生化指标检测也可辅助诊断罕见病，如血清铜蓝蛋白＜80 mg/L是诊断Wilson病的有力证据[19]；经典型21-羟化酶缺陷症患者血浆17-羟孕酮水平通常超过100 μg/L，是重要的诊断指标[40]。另外，酶活性测定也可结合临床症状对疾病进行诊断，如酸性α-糖苷酶活性测定法是诊断Ⅱ型糖原累积病的金标准[41]。值得注意的是，代谢物的生化检测虽能为一些罕见遗传代谢病的诊治提供思路，但由于某些标志物特异性不高，其对于疾病诊断的意义仍有待进一步的研究结果加以证实。

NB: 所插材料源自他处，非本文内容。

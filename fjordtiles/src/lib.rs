//! FjordTiles - Offline map tiles for salmon-farm field work
//!
//! This library keeps a persistent, size-bounded cache of raster map tiles
//! so the site map stays usable on a boat with no signal. Tiles are served
//! cache-first, refilled from the tile server when the network is up, and
//! whole areas can be provisioned ahead of a trip.
//!
//! # High-Level API
//!
//! For most use cases, the [`service`] module provides a simplified facade:
//!
//! ```ignore
//! use fjordtiles::config::ConfigFile;
//! use fjordtiles::prefetch::AreaBounds;
//! use fjordtiles::service::TileService;
//! use tokio_util::sync::CancellationToken;
//!
//! let config = ConfigFile::load().unwrap_or_default();
//! let service = TileService::new(&config)?;
//!
//! // Download an area around a site for offline use
//! let bounds = AreaBounds::new(63.75, 63.60, 8.85, 8.45);
//! let cancel = CancellationToken::new();
//! let report = service
//!     .provision(bounds, 10, 14, &cancel, |done, total| {
//!         println!("{done}/{total}");
//!     })
//!     .await;
//! ```

pub mod config;
pub mod coord;
pub mod logging;
pub mod prefetch;
pub mod provider;
pub mod resolver;
pub mod rng;
pub mod service;
pub mod store;
pub mod tile;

6 人工智能（artificial intelligence，AI）技术

目前，将AI技术与罕见病实验室诊断相结合是一个热门话题。AI技术可将多维度和规模化的大数据转化为临床可用的知识，在NGS的变异分析方面有着可观的应用前景，能够帮助分析变异可能产生的临床效应，进行变异分类，并且能够预测剪接位点变异，因此可作为高通量测序技术的数据分析方法[42-43]。美国Genomenon公司开发的Mastermind软件可识别任何临床背景下包含给定变异的所有研究，并依据临床相关性排序，提供全面的基因变异谱，从而缩短工作周期、提高诊断效率[42]。美国Illumina公司开发的SpliceAI软件可以预测基因组剪接位点的位置，并分析高通量测序技术数据，有效识别可造成异常剪接事件的非编码基因变异[43]。此外，人脸识别是一项关键的AI技术，能够通过辨别特殊面容帮助诊断罕见病。美国数字医疗公司开发的Face2Gene系统可通过照片识别疾病相关的面部特征，从而辅助识别罕见病[44]。因此，充分发挥AI技术的优势，尤其是其在实验室数据分析方面的高效利用，将会大幅提升罕见病实验室诊断平台的工作效率。

7 总结

罕见病的表型及遗传学异质性，使其易被漏诊和误诊，错过最佳干预时期。因此，提高罕见病的实验室诊断效率是目前优化罕见病诊治流程中极为重要的环节之一。随着科技的进步，针对罕见病的诊断技术已有了极大的发展，相关技术的优缺点见表1。经典的细胞遗传学和分子遗传学技术仍扮演着不可替代的重要角色，而单分子光谱技术、高通量测序、多组学分析、AI技术等新技术的推广和应用，可弥补已有方法的不足。

续表1

目前，随着“精准医疗”时代的到来，各类前沿的检测技术逐步被应用于临床。临床一线工作者需根据患者不同的临床特征择优选取诊断方法，将前沿技术与传统方法交替组合使用，才能更高效、更准确地诊断疾病。相信随着罕见病诊断技术的不断迭代，尤其是与妇产科学、生殖医学、遗传学及AI技术的相互渗透，人类会将生物分子与疾病之间的关系阐述得越来越透彻。届时，一定会有更为准确、简便的实验室诊断技术被开发出来，用以造福全人类。